**Problem details:** When you reach the line containing "option type |", include it and stop; until then, return each line of the material exactly, starting with the first.

**Exercise input:**

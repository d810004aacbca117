//! # Max Pain Backend - REST API Server
//!
//! A small REST backend that pulls options market data from the
//! [Deribit](https://www.deribit.com) public API, buckets open interest by strike
//! for a chosen expiry and computes the max pain price: the settlement strike at
//! which option sellers, in aggregate, owe the least intrinsic payout.
//! Built with [Axum](https://crates.io/crates/axum) and documented through
//! [utoipa](https://crates.io/crates/utoipa).
//!
//! ## Pipeline
//!
//! ```text
//! get_instruments ─┐
//!                  ├─► aggregate (one expiry) ─► solve (max pain) ─► report
//! get_book_summary ┘
//! ```
//!
//! Both upstream responses are cached for a configurable TTL, and so is the
//! final report of every currency and expiry.
//!
//! ## Module Structure
//!
//! | Module | Description |
//! |--------|-------------|
//! | [`aggregation`] | Open interest by strike and option type |
//! | [`api`] | Route handlers and router configuration |
//! | [`cache`] | TTL response cache with injectable clock |
//! | [`config`] | TOML configuration with environment overrides |
//! | [`error`] | API error types with `IntoResponse` implementation |
//! | [`expiry`] | Distinct expiry days of a currency |
//! | [`instrument`] | Instrument names, currencies and expiry keys |
//! | [`max_pain`] | Max pain solver |
//! | [`models`] | Request/response DTOs with OpenAPI schemas |
//! | [`service`] | Cached market-data service |
//! | [`state`] | Application state management |
//!
//! ## API Endpoints
//!
//! | Method | Endpoint | Description |
//! |--------|----------|-------------|
//! | GET | `/health` | Health check |
//! | GET | `/api/status` | Cache size and configuration |
//! | GET | `/api/expiries?currency=BTC` | Expiry days, earliest first |
//! | GET | `/api/oi?currency=BTC&expiry=YYYY-MM-DD` | Open interest and max pain |
//!
//! ## Example Usage
//!
//! ```bash
//! # Development mode
//! cargo run
//!
//! # Custom port, one-minute cache, restricted CORS
//! PORT=8080 CACHE_TTL_MS=60000 ALLOWED_ORIGINS=https://dash.example cargo run
//!
//! curl "http://localhost:3000/api/expiries?currency=ETH"
//! curl "http://localhost:3000/api/oi?currency=BTC&expiry=2025-08-29"
//! ```

pub mod aggregation;
pub mod api;
pub mod cache;
pub mod config;
pub mod error;
pub mod expiry;
pub mod instrument;
pub mod max_pain;
pub mod models;
pub mod service;
pub mod state;
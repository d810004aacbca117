//! Time-bounded in-memory response cache.
//!
//! Entries expire lazily: a read that finds an entry older than the TTL evicts
//! it and reports a miss. There is no background sweep.

use chrono::Utc;
use dashmap::DashMap;
use std::fmt::Debug;
use std::sync::Arc;
use std::sync::atomic::{AtomicI64, Ordering};
use std::time::Duration;

/// Source of the current time in epoch milliseconds.
pub trait Clock: Debug + Send + Sync {
    /// Current time in epoch milliseconds.
    fn now_ms(&self) -> i64;
}

/// Wall clock.
#[derive(Debug, Default, Clone, Copy)]
pub struct SystemClock;

impl Clock for SystemClock {
    fn now_ms(&self) -> i64 {
        Utc::now().timestamp_millis()
    }
}

/// Clock that only moves when told to.
#[derive(Debug, Default)]
pub struct ManualClock {
    now_ms: AtomicI64,
}

impl ManualClock {
    /// Creates a clock frozen at `now_ms`.
    #[must_use]
    pub fn new(now_ms: i64) -> Self {
        Self {
            now_ms: AtomicI64::new(now_ms),
        }
    }

    /// Moves the clock forward.
    pub fn advance(&self, by: Duration) {
        self.now_ms
            .fetch_add(by.as_millis() as i64, Ordering::SeqCst);
    }

    /// Sets the clock to an absolute time.
    pub fn set(&self, now_ms: i64) {
        self.now_ms.store(now_ms, Ordering::SeqCst);
    }
}

impl Clock for ManualClock {
    fn now_ms(&self) -> i64 {
        self.now_ms.load(Ordering::SeqCst)
    }
}

#[derive(Debug)]
struct CacheEntry<V> {
    value: V,
    stored_at_ms: i64,
}

/// Key/value cache whose entries are absent once older than the TTL.
#[derive(Debug)]
pub struct ResponseCache<V> {
    entries: DashMap<String, CacheEntry<V>>,
    ttl: Duration,
    clock: Arc<dyn Clock>,
}

impl<V: Clone> ResponseCache<V> {
    /// Creates a cache backed by the wall clock.
    #[must_use]
    pub fn new(ttl: Duration) -> Self {
        Self::with_clock(ttl, Arc::new(SystemClock))
    }

    /// Creates a cache reading time from `clock`.
    #[must_use]
    pub fn with_clock(ttl: Duration, clock: Arc<dyn Clock>) -> Self {
        Self {
            entries: DashMap::new(),
            ttl,
            clock,
        }
    }

    /// Returns the value stored under `key` unless it has expired.
    ///
    /// An entry stored at `t` is served while `now - t <= ttl` and evicted by
    /// the first read after that.
    pub fn get(&self, key: &str) -> Option<V> {
        let now = self.clock.now_ms();
        let ttl_ms = self.ttl_ms();

        {
            let entry = self.entries.get(key)?;
            if now.saturating_sub(entry.stored_at_ms) <= ttl_ms {
                return Some(entry.value.clone());
            }
        }

        self.entries
            .remove_if(key, |_, entry| now.saturating_sub(entry.stored_at_ms) > ttl_ms);
        None
    }

    /// Stores `value` under `key`, replacing any previous entry.
    pub fn set(&self, key: impl Into<String>, value: V) {
        let entry = CacheEntry {
            value,
            stored_at_ms: self.clock.now_ms(),
        };
        self.entries.insert(key.into(), entry);
    }

    /// Number of stored entries, expired ones not yet evicted included.
    #[must_use]
    pub fn len(&self) -> usize {
        self.entries.len()
    }

    /// Returns `true` if nothing is stored.
    #[must_use]
    pub fn is_empty(&self) -> bool {
        self.entries.is_empty()
    }

    /// Configured time-to-live.
    #[must_use]
    pub fn ttl(&self) -> Duration {
        self.ttl
    }

    fn ttl_ms(&self) -> i64 {
        i64::try_from(self.ttl.as_millis()).unwrap_or(i64::MAX)
    }
}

**Written answer:**
repository d810004aacbca117
//! # Max Pain Backend - REST API Server
//!
//! A small REST backend that pulls options market data from the
//! [Deribit](https://www.deribit.com) public API, buckets open interest by strike
//! for a chosen expiry and computes the max pain price: the settlement strike at
//! which option sellers, in aggregate, owe the least intrinsic payout.
//! Built with [Axum](https://crates.io/crates/axum) and documented through
//! [utoipa](https://crates.io/crates/utoipa).
//!
//! ## Pipeline
//!
//! ```text
//! get_instruments ─┐
//!                  ├─► aggregate (one expiry) ─► solve (max pain) ─► report
//! get_book_summary ┘
//! ```
//!
//! Both upstream responses are cached for a configurable TTL, and so is the
//! final report of every currency and expiry.
//!
//! ## Module Structure
//!
//! | Module | Description |
//! |--------|-------------|
//! | [`aggregation`] | Open interest by strike and option type |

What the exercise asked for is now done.